Eu continuei trabalhando porque não me atrevia a pedir descanso. Consumia remédios por via oral e injetável, fazia fisioterapia e trabalhava oito horas diárias sem descanso a um ritmo muito intenso.

 

Quando finalmente os médicos admitiram que deveria mudar de tarefa, o chefe Arnoni, airado, replicou que estávamos acabando com o emprego, que as mulheres éramos as únicas que dávamos problemas e que seria melhor contratar robôs em vez de mulheres, porque as máquinas não sentem dor nos braços, cólica menstrual e nem ficam grávidos. De fato a Nestlé de Araras faz anos que não admite mulheres em certos setores. Quando souberam que eu não podia ocupar-me da limpeza da minha casa, me enviaram a fazer a faxina do setor, uma tarefa para mim impossível. Isso me feriu ainda mais porque nunca pensei que chegariam à crueldade.

 

Em maio de 2001 passei por uma junta médica do INSS que resolveu dar-me licença por doença, tendo constatado inclusive a relação entre minha tarefa na Nestlé e minha doença.

 

Quando meu caso foi conhecido pelos colegas, muitos vieram falar comigo para saber o que fazer.
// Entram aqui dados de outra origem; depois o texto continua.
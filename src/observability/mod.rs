// Observability: logging, injected reporters and metrics

pub mod logging;
pub mod metrics;
pub mod reporter;

pub use logging::init_logging;
pub use reporter::{MemoryReporter, Reporter, TracingReporter};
Desde então uns 40 empregados da Nestlé de Araras têm constatado ser portadores de LER. Desde faz vários meses o INSS está reclamando à Nestlé um posto de trabalho para mim de acordo com a minha situação, mas ela não me aceita, nem sequer me deixa entrar no local da fábrica onde está a agência bancária onde recebo meu salário. O pessoal de segurança me detém na porta da empresa e o gerente do banco vem até ali para entregar-me o dinheiro. Ainda sou funcionária da Nestlé, mas não posso trabalhar. Tratam-me como se fosse a maçã podre que botará a perder a todo o resto. Até fiz uma denúncia policial para enfrentar esta segregação.

 

Tudo isto, o jeito do qual têm me tratado, o fato de saber que não conseguirei mais emprego, me afeta muito psicologicamente. A pressão da discriminação e, no meu caso, a perseguição de ser tratada como a maçã podre que bota a perder a caixa, é forte demais. Muitas vezes não durmo pela noite deitada pela angústia de não saber o que farei com tudo isto, o que será da minha vida.

 

Agora fundamos uma associação de portadores de LER de Araras que na atualidade está integrada num 99,9% por funcionários da Nestlé. Dezenas de pessoas chamam pelo telefone para minha casa para contar-me o que estão passando, choram porque tem medo, o mesmo medo que tive eu até que não agüentei mais. A empresa fez correr o boato de que quem se integre a nossa associação será despedido.

 

 

Carlos Amorin

© Rel-UITA

5 de março de 2004

 

 

Nota:


(1)  Setor que fabrica tampas e fundos de vasilhame.